→ **What the task requires**
How many lines in the records below contain the word "super"? State only that number.

→ **Task data**

Segment Open

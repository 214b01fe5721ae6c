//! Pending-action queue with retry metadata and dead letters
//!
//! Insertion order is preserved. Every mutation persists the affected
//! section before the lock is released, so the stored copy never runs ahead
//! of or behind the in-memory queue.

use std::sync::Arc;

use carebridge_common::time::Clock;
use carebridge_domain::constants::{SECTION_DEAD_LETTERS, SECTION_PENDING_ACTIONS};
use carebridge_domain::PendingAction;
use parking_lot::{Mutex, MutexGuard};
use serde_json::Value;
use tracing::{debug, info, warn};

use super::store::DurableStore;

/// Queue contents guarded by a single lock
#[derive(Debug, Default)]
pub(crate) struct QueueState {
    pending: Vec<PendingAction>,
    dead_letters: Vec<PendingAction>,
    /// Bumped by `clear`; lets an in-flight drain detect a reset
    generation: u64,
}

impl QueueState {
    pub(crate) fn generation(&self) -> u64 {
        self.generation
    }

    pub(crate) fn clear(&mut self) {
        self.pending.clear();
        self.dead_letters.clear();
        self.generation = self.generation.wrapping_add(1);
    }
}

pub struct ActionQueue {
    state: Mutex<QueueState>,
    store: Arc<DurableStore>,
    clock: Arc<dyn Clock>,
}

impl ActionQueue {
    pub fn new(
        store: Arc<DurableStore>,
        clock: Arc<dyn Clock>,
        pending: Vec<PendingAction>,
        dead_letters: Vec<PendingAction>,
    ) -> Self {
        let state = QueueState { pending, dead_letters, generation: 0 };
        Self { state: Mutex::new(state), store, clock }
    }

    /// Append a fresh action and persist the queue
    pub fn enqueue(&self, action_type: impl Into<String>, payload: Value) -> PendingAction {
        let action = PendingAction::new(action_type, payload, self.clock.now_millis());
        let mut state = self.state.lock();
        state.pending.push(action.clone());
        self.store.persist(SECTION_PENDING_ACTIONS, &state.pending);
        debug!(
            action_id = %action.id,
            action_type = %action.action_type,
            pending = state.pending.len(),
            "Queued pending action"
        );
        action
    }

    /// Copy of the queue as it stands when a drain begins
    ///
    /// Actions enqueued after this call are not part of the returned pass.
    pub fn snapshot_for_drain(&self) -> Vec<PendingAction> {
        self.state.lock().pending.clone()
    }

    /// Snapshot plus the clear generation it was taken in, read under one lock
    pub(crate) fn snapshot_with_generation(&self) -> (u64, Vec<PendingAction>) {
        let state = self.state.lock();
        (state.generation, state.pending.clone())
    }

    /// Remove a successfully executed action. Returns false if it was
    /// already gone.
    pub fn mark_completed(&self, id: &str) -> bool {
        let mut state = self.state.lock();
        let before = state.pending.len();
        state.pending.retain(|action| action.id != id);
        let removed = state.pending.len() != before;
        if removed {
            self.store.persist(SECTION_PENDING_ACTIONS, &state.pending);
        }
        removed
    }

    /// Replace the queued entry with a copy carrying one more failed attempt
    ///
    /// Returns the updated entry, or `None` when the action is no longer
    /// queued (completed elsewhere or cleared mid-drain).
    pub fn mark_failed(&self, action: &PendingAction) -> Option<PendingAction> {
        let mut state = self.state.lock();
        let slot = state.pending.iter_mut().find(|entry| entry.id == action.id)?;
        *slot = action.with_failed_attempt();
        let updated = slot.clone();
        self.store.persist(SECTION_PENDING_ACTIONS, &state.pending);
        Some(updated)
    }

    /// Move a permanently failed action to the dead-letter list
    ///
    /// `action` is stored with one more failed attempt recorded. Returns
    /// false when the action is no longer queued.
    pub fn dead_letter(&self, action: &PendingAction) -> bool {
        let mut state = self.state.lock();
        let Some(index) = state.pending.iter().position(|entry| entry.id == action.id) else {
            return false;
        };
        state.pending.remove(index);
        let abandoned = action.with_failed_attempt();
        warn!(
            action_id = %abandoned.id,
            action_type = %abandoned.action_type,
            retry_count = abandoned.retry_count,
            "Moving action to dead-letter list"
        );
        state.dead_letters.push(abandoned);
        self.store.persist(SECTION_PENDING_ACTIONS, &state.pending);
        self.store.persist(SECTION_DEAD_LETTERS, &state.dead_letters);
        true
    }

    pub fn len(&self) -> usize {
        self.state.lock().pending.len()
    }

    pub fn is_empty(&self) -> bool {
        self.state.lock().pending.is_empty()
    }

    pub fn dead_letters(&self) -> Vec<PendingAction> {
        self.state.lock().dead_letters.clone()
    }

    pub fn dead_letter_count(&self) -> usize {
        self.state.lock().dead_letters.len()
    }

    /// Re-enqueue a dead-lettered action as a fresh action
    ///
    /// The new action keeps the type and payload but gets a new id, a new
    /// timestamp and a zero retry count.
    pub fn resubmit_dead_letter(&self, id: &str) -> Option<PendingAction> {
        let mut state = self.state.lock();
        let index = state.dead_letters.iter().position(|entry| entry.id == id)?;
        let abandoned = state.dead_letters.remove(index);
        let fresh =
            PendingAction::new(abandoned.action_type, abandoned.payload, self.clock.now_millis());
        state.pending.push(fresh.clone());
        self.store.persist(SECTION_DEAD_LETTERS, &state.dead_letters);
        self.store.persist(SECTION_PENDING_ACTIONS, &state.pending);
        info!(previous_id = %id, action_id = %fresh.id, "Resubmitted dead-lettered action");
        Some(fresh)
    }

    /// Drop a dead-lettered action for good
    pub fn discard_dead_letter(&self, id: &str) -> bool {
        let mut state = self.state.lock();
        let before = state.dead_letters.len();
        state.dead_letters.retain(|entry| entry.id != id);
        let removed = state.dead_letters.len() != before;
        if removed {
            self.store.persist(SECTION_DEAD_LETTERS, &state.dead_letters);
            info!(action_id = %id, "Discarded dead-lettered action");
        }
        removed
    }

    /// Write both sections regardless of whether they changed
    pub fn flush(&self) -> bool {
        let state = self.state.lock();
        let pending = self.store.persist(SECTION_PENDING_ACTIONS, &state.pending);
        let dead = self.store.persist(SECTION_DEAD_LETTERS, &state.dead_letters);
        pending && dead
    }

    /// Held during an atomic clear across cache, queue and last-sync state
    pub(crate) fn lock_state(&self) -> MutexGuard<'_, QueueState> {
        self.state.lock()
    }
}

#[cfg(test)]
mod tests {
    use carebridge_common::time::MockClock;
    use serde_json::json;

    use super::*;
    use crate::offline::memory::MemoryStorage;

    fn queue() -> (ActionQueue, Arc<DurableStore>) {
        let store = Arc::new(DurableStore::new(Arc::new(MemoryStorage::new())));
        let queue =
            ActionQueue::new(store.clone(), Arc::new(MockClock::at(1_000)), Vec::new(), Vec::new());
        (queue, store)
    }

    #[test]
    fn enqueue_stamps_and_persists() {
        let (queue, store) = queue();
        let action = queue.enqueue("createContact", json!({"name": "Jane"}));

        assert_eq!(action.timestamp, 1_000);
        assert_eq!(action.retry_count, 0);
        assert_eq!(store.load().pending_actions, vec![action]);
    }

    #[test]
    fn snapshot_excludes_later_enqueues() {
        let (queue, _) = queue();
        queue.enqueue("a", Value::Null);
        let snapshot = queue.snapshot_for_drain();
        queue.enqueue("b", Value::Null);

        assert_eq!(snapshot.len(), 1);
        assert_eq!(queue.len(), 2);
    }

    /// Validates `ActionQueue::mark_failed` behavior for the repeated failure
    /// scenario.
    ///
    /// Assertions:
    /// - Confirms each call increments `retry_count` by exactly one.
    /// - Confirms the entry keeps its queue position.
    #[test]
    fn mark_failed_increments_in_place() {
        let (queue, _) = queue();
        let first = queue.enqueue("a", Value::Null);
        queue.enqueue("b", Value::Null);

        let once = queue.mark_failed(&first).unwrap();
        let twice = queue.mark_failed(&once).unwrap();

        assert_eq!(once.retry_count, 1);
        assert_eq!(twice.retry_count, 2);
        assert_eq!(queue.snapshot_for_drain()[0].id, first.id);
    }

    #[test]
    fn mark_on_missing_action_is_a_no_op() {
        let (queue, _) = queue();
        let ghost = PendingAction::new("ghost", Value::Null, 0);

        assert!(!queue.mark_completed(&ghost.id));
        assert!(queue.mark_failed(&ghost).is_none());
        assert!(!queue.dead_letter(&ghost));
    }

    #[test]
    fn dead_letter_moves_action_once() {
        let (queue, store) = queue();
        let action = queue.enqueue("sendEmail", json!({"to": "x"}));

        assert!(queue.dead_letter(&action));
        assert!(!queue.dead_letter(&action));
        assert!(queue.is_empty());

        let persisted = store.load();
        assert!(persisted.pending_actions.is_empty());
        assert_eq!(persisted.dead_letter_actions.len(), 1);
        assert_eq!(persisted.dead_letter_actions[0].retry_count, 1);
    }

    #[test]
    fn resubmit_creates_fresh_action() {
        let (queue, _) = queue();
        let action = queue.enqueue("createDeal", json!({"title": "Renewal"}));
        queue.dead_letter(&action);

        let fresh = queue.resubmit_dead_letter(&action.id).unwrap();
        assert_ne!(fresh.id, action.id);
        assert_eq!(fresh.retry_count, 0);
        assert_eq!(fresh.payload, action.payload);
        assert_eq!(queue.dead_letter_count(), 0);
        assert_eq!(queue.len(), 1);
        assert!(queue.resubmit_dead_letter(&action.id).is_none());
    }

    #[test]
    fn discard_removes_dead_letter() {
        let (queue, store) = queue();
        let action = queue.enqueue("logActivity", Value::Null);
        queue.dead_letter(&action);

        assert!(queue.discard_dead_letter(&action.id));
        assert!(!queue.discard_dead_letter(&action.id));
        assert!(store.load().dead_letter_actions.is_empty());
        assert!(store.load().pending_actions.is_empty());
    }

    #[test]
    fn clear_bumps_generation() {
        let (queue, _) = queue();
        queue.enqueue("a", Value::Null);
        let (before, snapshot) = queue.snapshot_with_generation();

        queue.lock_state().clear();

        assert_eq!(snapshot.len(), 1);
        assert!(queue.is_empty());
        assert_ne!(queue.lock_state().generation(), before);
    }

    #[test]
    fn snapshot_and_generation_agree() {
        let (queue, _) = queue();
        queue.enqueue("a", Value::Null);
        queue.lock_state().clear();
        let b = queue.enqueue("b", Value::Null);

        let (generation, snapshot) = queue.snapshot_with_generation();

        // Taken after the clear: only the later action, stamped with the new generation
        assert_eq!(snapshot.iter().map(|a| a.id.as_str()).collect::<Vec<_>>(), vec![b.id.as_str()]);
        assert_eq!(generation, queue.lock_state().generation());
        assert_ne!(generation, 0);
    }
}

Segment Closed

→ **Output for this task**
2